20

Somebody do something


 

Preston Manning appeals to a general need for renewal in Ottawa.

Whatever the content of a “fresh start plan,” its necessity will never be accepted by politicians until we accept the principle that there are limits to partisanship that should be recognized and respected by all.

Those limits derive from the fact that voters are never as partisan as the partisans. They will never love us and our party as much as we do, and they will never dislike our opponents and their party as much as we may. When we step outside those boundaries – deifying our own cause and demonizing that of our opponents – we will lose public support. When we stay within those boundaries – clearly distinguishing ourselves from our opponents but in believable terms – we stand a better chance of restoring public confidence in ourselves, in our parties, in Parliament, and in democracy itself.

He manages, at the same time, to claim that the last session was “among the most productive in Canadian parliamentary history.” Ned Franks and David Mitchell disagree rather strongly. Paul Wells too.


 

Somebody do something

  1. Wasn't Manning partly responsible for creating the politician that is Stephen Harper?

    • You bet he was. He was also the leader of the party that elevated disrespect for Parliament to the level that has resulted in the hyper-partisanship that he now bemoans.

      • Not according to Jim Travers at TorStar:
        ''…Always a blood sport, federal politics is now a brawl.
        Liberals threw the first punches by demonizing the Reform Party and then its successors as agents of a secret agenda. Conservatives are swinging back harder…''

        I'll add to that the media piled on to the demonizing of the Reform Party and their successors too.
        Travers and Delacourt seem to be doing a wee bit of soul searching lately.

        • Wilson makes an excellent point.

          • Besides which, he is excessively modest. Wilson is wilson.

            And I'm marking this date on the calendar. You concur with something Mr. Travers wrote.

  2. Actually all the parties are responsible, nice try to spin this just against the old reform party.

    • While the Liberals did certainly lay it on thick in terms of demonizing the Reform/Alliance the advent of both Reform and the Bloc brought in a large swath of Parliamentarians who did not believe in Parliament and were not particulalry interested in making it work. (Yes, yes, they were all duly elected with every right to take their seats.)
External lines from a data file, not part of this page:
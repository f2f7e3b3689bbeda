//! PostgreSQL wire protocol client.
//!
//! Speaks protocol 3.0 directly over TCP:
//! - Binary parameters and results where the type allows it
//! - Prepared statements cached per connection
//! - Cancellation through CancelRequest on a side connection
//!
//! Architecture:
//! - `protocol`: Message framing, encoding and decoding
//! - `types`: Value encoding and decoding
//! - `format`: `?` / `?name` placeholder rewriting
//! - `connection`: Connection state machine, queries, row streams
//! - `statement`: Prepared statement cache
//! - `cancel`: Deadlines and server-side cancellation
//! - `pool`: Bounded connection pool
//! - `transaction`: Transactions, savepoints, retry loop
//! - `listener`: LISTEN / NOTIFY on a dedicated connection
//! - `copy`: COPY FROM STDIN / TO STDOUT

pub mod cancel;
pub mod connection;
pub mod copy;
pub mod error;
pub mod format;
pub mod listener;
pub mod pool;
pub mod protocol;
pub mod retry;
pub mod scram;
pub mod statement;
pub mod transaction;
pub mod types;

#[cfg(test)]
mod mock;

pub use cancel::{CancelKey, CancelScope};
pub use connection::{ConnectionState, PgConfig, PgConnection, QueryResult, RowStream};
pub use error::PgError;
pub use format::{Named, NamedArgs, ToArgs};
pub use listener::{Notification, PgListener};
pub use pool::{PgPool, PgPoolConfig, PoolStats, PooledConnection};
pub use protocol::{FieldDescription, TransactionStatus};
pub use retry::RetryPolicy;
pub use statement::{PreparedStatement, SharedColumns};
pub use transaction::{Tx, TxState};
pub use types::{Oid, PgValue};
//! Simulation engine - main entry point for running the simulation

use hecs::{Entity, World};
use rand::rngs::StdRng;
use rand::SeedableRng;

use crate::components::*;
use crate::config::{ConfigError, SimConfig};
use crate::report::{AgentReport, AgentStatus, MachineReport, SimulationSnapshot};
use crate::systems::*;

/// What happened during one call to [`SimulationEngine::update`]
#[derive(Debug, Clone, Default, PartialEq)]
pub struct TickReport {
    /// Machine events in the order agents caused them
    pub events: Vec<MachineEvent>,
    /// Machines drones struck this tick (including no-op hits)
    pub strikes: Vec<MachineId>,
    /// Drone spawned by the spawner this tick
    pub spawned: Option<Entity>,
    /// True on the tick the shift timer ran out
    pub shift_ended: bool,
}

impl TickReport {
    pub fn repairs(&self) -> usize {
        self.events
            .iter()
            .filter(|e| e.kind == MachineEventKind::Repaired)
            .count()
    }
}

/// Main simulation engine
pub struct SimulationEngine {
    /// ECS world containing robots and drones
    pub world: World,
    /// Every machine on the floor
    pub machines: MachineRegistry,
    /// Ambient light shared by all robots
    pub environment: Environment,
    pub spawner: DroneSpawner,
    pub shift: ShiftClock,
    counters: AgentCounters,
    config: SimConfig,
    rng: StdRng,
    /// Simulation time in seconds since the session started
    sim_time: f64,
    ticks: u64,
    time_scale: f32,
}

impl SimulationEngine {
    /// Create an empty simulation with the default configuration
    pub fn new() -> Self {
        Self::build(SimConfig::default())
    }

    /// Create an empty simulation from a validated configuration
    pub fn with_config(config: SimConfig) -> Result<Self, ConfigError> {
        config.validate()?;
        Ok(Self::build(config))
    }

    fn build(config: SimConfig) -> Self {
        let rng = match config.seed {
            Some(seed) => StdRng::seed_from_u64(seed),
            None => StdRng::from_entropy(),
        };

        Self {
            world: World::new(),
            machines: MachineRegistry::new(),
            environment: Environment::new(&config.environment),
            spawner: DroneSpawner::new(config.drone_spawner),
            shift: ShiftClock::new(&config.shift),
            counters: AgentCounters::default(),
            config,
            rng,
            sim_time: 0.0,
            ticks: 0,
            time_scale: 1.0,
        }
    }

    pub fn config(&self) -> &SimConfig {
        &self.config
    }

    /// Lay out machines and place the robot crew
    pub fn generate(&mut self) {
        place_machines(&mut self.machines, &self.config.machines, &mut self.rng);
        place_robot_crew(
            &mut self.world,
            &self.machines,
            &self.config.robots,
            self.config.robot,
            &mut self.counters,
            &mut self.rng,
        );
    }

    /// Throw away the whole session and generate a fresh one from the config.
    ///
    /// This is the only way a machine returns to its initial state.
    pub fn restart(&mut self) {
        self.world.clear();
        self.machines.clear();
        self.environment = Environment::new(&self.config.environment);
        self.spawner.reset();
        self.counters = AgentCounters::default();
        self.shift = ShiftClock::new(&self.config.shift);
        self.sim_time = 0.0;
        self.ticks = 0;
        self.generate();
        log::info!("Session restarted");
    }

    /// Update the simulation by delta_seconds. Does nothing once the shift is over.
    pub fn update(&mut self, delta_seconds: f32) -> TickReport {
        if self.shift.is_over() {
            return TickReport::default();
        }

        let scaled_delta = delta_seconds.max(0.0) * self.time_scale;
        self.sim_time += scaled_delta as f64;
        self.ticks += 1;

        let ctx = TickContext::new(scaled_delta, self.environment.light_level());

        robot_system(&mut self.world, &mut self.machines, &ctx, &mut self.rng);
        let strikes = drone_system(&mut self.world, &mut self.machines, &ctx, &mut self.rng);

        let events = self.machines.drain_events();
        for event in &events {
            self.shift.record(event);
        }

        let spawned = self.spawner.update(
            &mut self.world,
            &self.machines,
            self.config.drone,
            &mut self.counters,
            scaled_delta,
            &mut self.rng,
        );

        let shift_ended = self.shift.advance(scaled_delta);

        TickReport {
            events,
            strikes,
            spawned,
            shift_ended,
        }
    }

    /// Add a machine at an explicit position
    pub fn add_machine(&mut self, position: Vec2) -> MachineId {
        self.machines
            .spawn(position, Machine::new(self.config.machines.repair_goal))
    }

    /// Add a robot at an explicit position using the configured tuning
    pub fn spawn_robot_at(&mut self, position: Vec2) -> Entity {
        let serial = self.counters.next_robot();
        spawn_robot(&mut self.world, self.config.robot, position, serial, &mut self.rng)
    }

    /// Add a drone at an explicit position, bypassing the spawner's timer and cap
    pub fn spawn_drone_at(&mut self, position: Vec2) -> Entity {
        let serial = self.counters.next_drone();
        spawn_drone(&mut self.world, self.config.drone, position, serial, &mut self.rng)
    }

    /// Remove an agent (external despawn)
    pub fn despawn(&mut self, entity: Entity) -> bool {
        self.world.despawn(entity).is_ok()
    }

    pub fn set_light_level(&mut self, level: f32) {
        self.environment.set_light_level(level);
    }

    pub fn toggle_light(&mut self) -> f32 {
        self.environment.toggle_light()
    }

    /// Set time scale (1.0 = real-time, 2.0 = 2x speed, etc.)
    pub fn set_time_scale(&mut self, scale: f32) {
        self.time_scale = scale.max(0.0);
    }

    pub fn time_scale(&self) -> f32 {
        self.time_scale
    }

    /// Simulation time in seconds
    pub fn sim_time(&self) -> f64 {
        self.sim_time
    }

    pub fn tick_count(&self) -> u64 {
        self.ticks
    }

    pub fn repair_score(&self) -> u32 {
        self.shift.repair_score()
    }

    pub fn is_shift_over(&self) -> bool {
        self.shift.is_over()
    }

    pub fn robot_count(&self) -> usize {
        self.world.query::<&Robot>().iter().count()
    }

    pub fn drone_count(&self) -> usize {
        self.world.query::<&Drone>().iter().count()
    }

    pub fn robot_state(&self, entity: Entity) -> Option<RobotState> {
        self.world.get::<&Robot>(entity).ok().map(|r| r.state)
    }

    /// One line per robot: name and current state, in spawn order
    pub fn robot_statuses(&self) -> Vec<AgentStatus> {
        let mut statuses: Vec<(Serial, AgentStatus)> = self
            .world
            .query::<(&Robot, &Serial, Option<&Name>)>()
            .iter()
            .map(|(entity, (robot, serial, name))| {
                let status = AgentStatus {
                    name: name
                        .map(|n| n.to_string())
                        .unwrap_or_else(|| format!("{:?}", entity)),
                    state: robot.state.name(),
                };
                (*serial, status)
            })
            .collect();
        statuses.sort_by_key(|(serial, _)| *serial);
        statuses.into_iter().map(|(_, status)| status).collect()
    }

    /// Serializable view of the whole session
    pub fn snapshot(&self) -> SimulationSnapshot {
        let machines = self
            .machines
            .iter()
            .map(|(id, slot)| MachineReport {
                id,
                position: slot.position,
                damaged: slot.machine.is_damaged(),
                repair_progress: slot.machine.repair_progress(),
                repair_goal: slot.machine.repair_goal(),
            })
            .collect();

        // Robots first, then drones, each in spawn order
        let mut agents: Vec<(u8, Serial, AgentReport)> = Vec::new();
        let mut robots = self.world.query::<(&Robot, &Position, &Name, &Serial)>();
        for (_, (robot, pos, name, serial)) in robots.iter() {
            let repairing = robot.state == RobotState::Repairing;
            agents.push((
                0,
                *serial,
                AgentReport {
                    name: name.to_string(),
                    kind: "robot",
                    state: robot.state.name(),
                    position: pos.point,
                    target: robot.target,
                    repair_seconds: repairing.then_some(robot.repair_timer),
                },
            ));
        }
        let mut drones = self.world.query::<(&Drone, &Position, &Name, &Serial)>();
        for (_, (drone, pos, name, serial)) in drones.iter() {
            agents.push((
                1,
                *serial,
                AgentReport {
                    name: name.to_string(),
                    kind: "drone",
                    state: drone.state.name(),
                    position: pos.point,
                    target: drone.target,
                    repair_seconds: None,
                },
            ));
        }
        agents.sort_by_key(|(kind, serial, _)| (*kind, *serial));
        let agents = agents.into_iter().map(|(_, _, report)| report).collect();

        SimulationSnapshot {
            sim_time: self.sim_time,
            light_level: self.environment.light_level(),
            repair_score: self.shift.repair_score(),
            remaining_seconds: self.shift.remaining_seconds(),
            shift_over: self.shift.is_over(),
            robots_spawned: self.counters.robots_spawned(),
            drones_spawned: self.counters.drones_spawned(),
            machines,
            agents,
        }
    }
}

impl Default for SimulationEngine {
    fn default() -> Self {
        Self::new()
    }
}
//! Shift clock - counts completed repairs and ends the session on a time limit

use serde::{Deserialize, Serialize};

use crate::components::{MachineEvent, MachineEventKind};
use crate::config::ShiftConfig;

/// Timed session state (stored in engine)
#[derive(Debug, Clone, Serialize, Deserialize)]
pub struct ShiftClock {
    pub time_limit_seconds: f32,
    elapsed_seconds: f32,
    repair_score: u32,
    ended: bool,
}

impl ShiftClock {
    pub fn new(config: &ShiftConfig) -> Self {
        Self {
            time_limit_seconds: config.time_limit_seconds,
            elapsed_seconds: 0.0,
            repair_score: 0,
            ended: false,
        }
    }

    pub fn elapsed_seconds(&self) -> f32 {
        self.elapsed_seconds
    }

    pub fn remaining_seconds(&self) -> f32 {
        (self.time_limit_seconds - self.elapsed_seconds).max(0.0)
    }

    pub fn repair_score(&self) -> u32 {
        self.repair_score
    }

    pub fn is_over(&self) -> bool {
        self.ended
    }

    /// Count machine events; only completed repairs score
    pub fn record(&mut self, event: &MachineEvent) {
        if self.ended {
            return;
        }
        if event.kind == MachineEventKind::Repaired {
            self.repair_score += 1;
            log::info!(
                "Repair registered ({}), total repairs = {}",
                event.machine,
                self.repair_score
            );
        }
    }

    /// Advance the clock. Returns true on the tick the shift ends.
    pub fn advance(&mut self, delta_seconds: f32) -> bool {
        if self.ended {
            return false;
        }

        self.elapsed_seconds += delta_seconds;
        if self.remaining_seconds() <= 0.0 {
            self.ended = true;
            log::info!("Shift complete: {} repairs", self.repair_score);
            return true;
        }
        false
    }
}

impl Default for ShiftClock {
    fn default() -> Self {
        Self::new(&ShiftConfig::default())
    }
}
  3. Manning should save his pretentious, pious lectures for his pal Mike Harris.
    There is very little to chose between the two except one achieved power and the other didn't.

    • Quite the contrary. They are very different men.

      • I'm sure there are lots of very different men in the Fraser Inst., but they just agree on everything!

  4. Preston is one of the last remaining decent guys out there in the dirty politics racket that federal politics has become in this country. At least, Preston always stood up for his principles — principles that would make this country a better country (or, perhaps, at long last, a real country).

    It's no surprise that there's been so much bad blood between Harper and Preston. Harper is, after all, just a liberal pretending to be a conservative (yes, Harper got his start in politics with the Young Liberals).

    • Yup. A real country…. just not the one we live in.

      The old shapeshifter is always whining on about something.
      Which usually amounts to " why can't we be more like Texas ? "

    • Preston Manning is the only politican with enough crediability, that if he said
      'ok, we tried, but now the West wants out'….it would be done.
      I don't think anyone west of the Ontario border realizes that the LiberalDipperBloc coalition attempt to steal our voices in Western Canada, was equal to the damage done with Trudeau's NEP.

      • I don't think anyone east of the Manitoba/Ontario border realizes that the LiberalDipperBloc coalition attempt to steal our voices in Western Canada, was equal to the damage done with Trudeau's NEP.

        That's OK. I sometimes don't think anyone west of that border understands that the fact that the10,290,082 people in "the West" have a significantly smaller voice in the national governance of the country than the 20,769,418 people in Ontario and Quebec isn't some sinister conspiracy against the west, but is what we on this side of the divide call "democracy". I for one don't like the notion that I should somehow feel guilty about the fact that my province has more influence over the direction of the country than "the West", given that my province has about 2 million more people living in it than the four provinces of "the West" combined.

  5. err s/b
    anyone east of the Manitoba/Ontario border

    • S'all right. If you can't spell credibility I'm not shallow enough to assert that you might not have any.

      But that's just me.

  6. Grrr. Close italics tag.

    • If you signed up for an Intense Debate account, you could have edited that comment to fix the italics.

  7. I suspect obviously good ideas which are easy to implement are merely put quietly in place, usually at a bureaucratic level.

    Since we're talking about Manning, there's every likelihood the ideas he's thinking of aren't place not because of dogheaded resistance to change, but because they're bad ideas.